Matt Seidel
As an infectious disease expert, how do you feel when people say that we’re living in a pandemic within a pandemic? If you think about what is a symptom and what is a disease, symptoms are those things that are manifesting within the organism that is caused by the disease. If you think about things like police brutality, is that a disease, or is that a symptom of a larger issue? Although it’s an important issue, I would argue that it’s a symptom of a larger disease, which is racism and public policy. Clearly it doesn’t just exist in a vacuum. Clearly police brutality doesn’t create socioeconomic disadvantage—it’s another product of policy. Yes, it does impact people’s health. George Floyd is a very specific case. From the larger perspective, people living in communities that are socioeconomically disadvantaged—they experience a lot of trauma within their communities, and I’m not just talking about interactions with law enforcement but also gun violence, interpersonal violence—that impacts people’s health as well. I don’t want to distract from the larger issues: poverty, public policy, racism. If we don’t address those, then other symptoms from those things are not going to get fixed.
What is health care’s role in fixing them? Our goal is to have people be healthy, but once they come to our doors, they’ve already been impacted by disease. Health care is defect management. Something has happened to a human that’s caused a defect, and we’re there to fix the defect. We need to be pushing further upstream so that we’re not in defect management—that should be a small part of our business. But that involves so much more than health care, and it’s hard to wrap your arms around it. Health care can’t do it alone. It has to be a whole-government approach if we want healthy communities.

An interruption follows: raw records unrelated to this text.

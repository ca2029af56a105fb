//! Special mission status classification.

use std::collections::{BTreeSet, HashSet};

use crate::models::{
    MissionStatus, NameMap, StatTable, StatusGrid, StatusRow, MISSION_ATTEMPT_PREFIX,
    MISSION_COMPLETE_PREFIX,
};

/// A special mission and the table columns that describe it.
#[derive(Debug, Clone, PartialEq, Eq)]
struct Mission<'a> {
    label: &'a str,
    attempt_labels: Vec<&'a str>,
}

/// Pair every completion identifier with the attempt identifiers that
/// contain its base key.
fn discover_missions<'a>(table: &'a StatTable, names: &'a NameMap) -> Vec<Mission<'a>> {
    let identifiers: BTreeSet<&str> = names.identifiers().chain(table.identifiers()).collect();
    let attempts: Vec<&str> = identifiers
        .iter()
        .copied()
        .filter(|id| id.starts_with(MISSION_ATTEMPT_PREFIX))
        .collect();

    let complete_prefix = format!("{}_", MISSION_COMPLETE_PREFIX);
    let mut seen_labels = HashSet::new();
    let mut missions = Vec::new();

    for id in identifiers
        .iter()
        .copied()
        .filter(|id| id.starts_with(MISSION_COMPLETE_PREFIX))
    {
        let label = names.resolve(id);
        if !seen_labels.insert(label) {
            continue;
        }

        let base = id.strip_prefix(complete_prefix.as_str()).unwrap_or(id);
        let attempt_labels = attempts
            .iter()
            .filter(|a| a.contains(base))
            .map(|a| names.resolve(*a))
            .collect();

        missions.push(Mission {
            label,
            attempt_labels,
        });
    }

    missions
}

/// Classify every player × special mission of `table`.
///
/// Completed when the completion column is positive, attempted when any
/// matching attempt column is positive, untouched otherwise. Columns that
/// are absent read as zero.
pub fn classify_missions(table: &StatTable, names: &NameMap) -> StatusGrid {
    let missions = discover_missions(table, names);

    let rows = table
        .players()
        .map(|player| {
            let statuses = missions
                .iter()
                .map(|m| {
                    let completed = table.get(player, m.label);
                    let attempted: i64 = m
                        .attempt_labels
                        .iter()
                        .map(|a| table.get(player, a))
                        .fold(0, i64::saturating_add);
                    MissionStatus::classify(completed, attempted)
                })
                .collect();
            StatusRow {
                player: player.to_string(),
                statuses,
            }
        })
        .collect();

    StatusGrid {
        missions: missions.iter().map(|m| m.label.to_string()).collect(),
        rows,
    }
}

#[cfg(test)]
mod tests {
    use super::*;
    use crate::calculate::build_stat_table;
    use crate::calculate::fixtures::*;
    use pretty_assertions::assert_eq;

    fn mission_names() -> NameMap {
        names(&[
            ("covert_complete_mission_x", "Mission X"),
            ("covert_round_attempted_mission_x_r1", "Mission X Attempts R1"),
            ("covert_round_attempted_mission_x_r2", "Mission X Attempts R2"),
            ("covert_complete_mission_y", "Mission Y"),
            ("covert_round_attempted_mission_y", "Mission Y Attempts"),
            ("pts", "Total Territory Points"),
        ])
    }

    #[test]
    fn test_classifies_each_state() {
        let snap = snapshot(
            (2025, 1, 1),
            vec![member("a", "A"), member("b", "B"), member("c", "C")],
            vec![
                group("covert_complete_mission_x", &[("a", 1)]),
                group("covert_round_attempted_mission_x_r1", &[("a", 2), ("b", 1)]),
                group("pts", &[("c", 10)]),
            ],
        );
        let names = mission_names();
        let table = build_stat_table(&snap, &names);

        let grid = classify_missions(&table, &names);

        assert_eq!(grid.missions, vec!["Mission X", "Mission Y"]);
        assert_eq!(grid.get("A", "Mission X"), MissionStatus::Completed);
        assert_eq!(grid.get("B", "Mission X"), MissionStatus::Attempted);
        assert_eq!(grid.get("C", "Mission X"), MissionStatus::Untouched);
        assert_eq!(grid.get("A", "Mission Y"), MissionStatus::Untouched);
    }

    #[test]
    fn test_sums_all_matching_attempt_rounds() {
        let snap = snapshot(
            (2025, 1, 1),
            vec![member("a", "A")],
            vec![group("covert_round_attempted_mission_x_r2", &[("a", 1)])],
        );
        let names = mission_names();
        let table = build_stat_table(&snap, &names);

        let grid = classify_missions(&table, &names);
        assert_eq!(grid.get("A", "Mission X"), MissionStatus::Attempted);
    }

    #[test]
    fn test_completion_without_attempts_is_untouched() {
        let names = names(&[("covert_complete_mission_x", "Mission X")]);
        let snap = snapshot(
            (2025, 1, 1),
            vec![member("a", "A")],
            vec![group("covert_complete_mission_x", &[("a", 0)])],
        );
        let table = build_stat_table(&snap, &names);

        let grid = classify_missions(&table, &names);
        assert_eq!(grid.get("A", "Mission X"), MissionStatus::Untouched);
        assert_eq!(grid.rows[0].statuses[0].code(), 0);
    }

    #[test]
    fn test_missions_discovered_from_unmapped_table_identifiers() {
        let snap = snapshot(
            (2025, 1, 1),
            vec![member("a", "A")],
            vec![
                group("covert_complete_mission_z", &[("a", 0)]),
                group("covert_round_attempted_mission_z", &[("a", 3)]),
            ],
        );
        let names = NameMap::default();
        let table = build_stat_table(&snap, &names);

        let grid = classify_missions(&table, &names);
        assert_eq!(grid.missions, vec!["covert_complete_mission_z"]);
        assert_eq!(
            grid.get("A", "covert_complete_mission_z"),
            MissionStatus::Attempted
        );
    }

    #[test]
    fn test_completed_wins_regardless_of_attempts() {
        let names = mission_names();
        for attempts in [0, 1, 50] {
            let snap = snapshot(
                (2025, 1, 1),
                vec![member("a", "A")],
                vec![
                    group("covert_complete_mission_y", &[("a", 1)]),
                    group("covert_round_attempted_mission_y", &[("a", attempts)]),
                ],
            );
            let table = build_stat_table(&snap, &names);
            let grid = classify_missions(&table, &names);
            assert_eq!(grid.get("A", "Mission Y"), MissionStatus::Completed);
        }
    }

    #[test]
    fn test_classification_is_deterministic() {
        let snap = snapshot(
            (2025, 1, 1),
            vec![member("a", "A"), member("b", "B")],
            vec![group("covert_round_attempted_mission_x_r1", &[("b", 1)])],
        );
        let names = mission_names();
        let table = build_stat_table(&snap, &names);

        assert_eq!(
            classify_missions(&table, &names),
            classify_missions(&table, &names)
        );
    }

    #[test]
    fn test_empty_table_has_no_rows() {
        let names = mission_names();
        let grid = classify_missions(&StatTable::new(), &names);
        assert!(grid.rows.is_empty());
        assert_eq!(grid.missions.len(), 2);
    }
}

If health care systems are businesses, and it’s profitable to work in defect management, how would hospitals exist if communities didn’t need them as much? I struggle with that, because at the end of the day, we are a business, and we’ve been accused that we want people to be sick because that’s how we make our money. I would hope that most people in health care would be perfectly fine if we didn’t need as many hospital beds or intensive care units as we have now if the result was a healthier population, because that’s better for everyone—it’s better for the economy; it’s better for society. It costs us more in the long run to not invest in something like this. If you try and map this whole thing out, it becomes frustrating really fast, but that doesn’t mean we shouldn’t try. The alternative is to keep going the way that we’re going, and I don’t think that model is sustainable.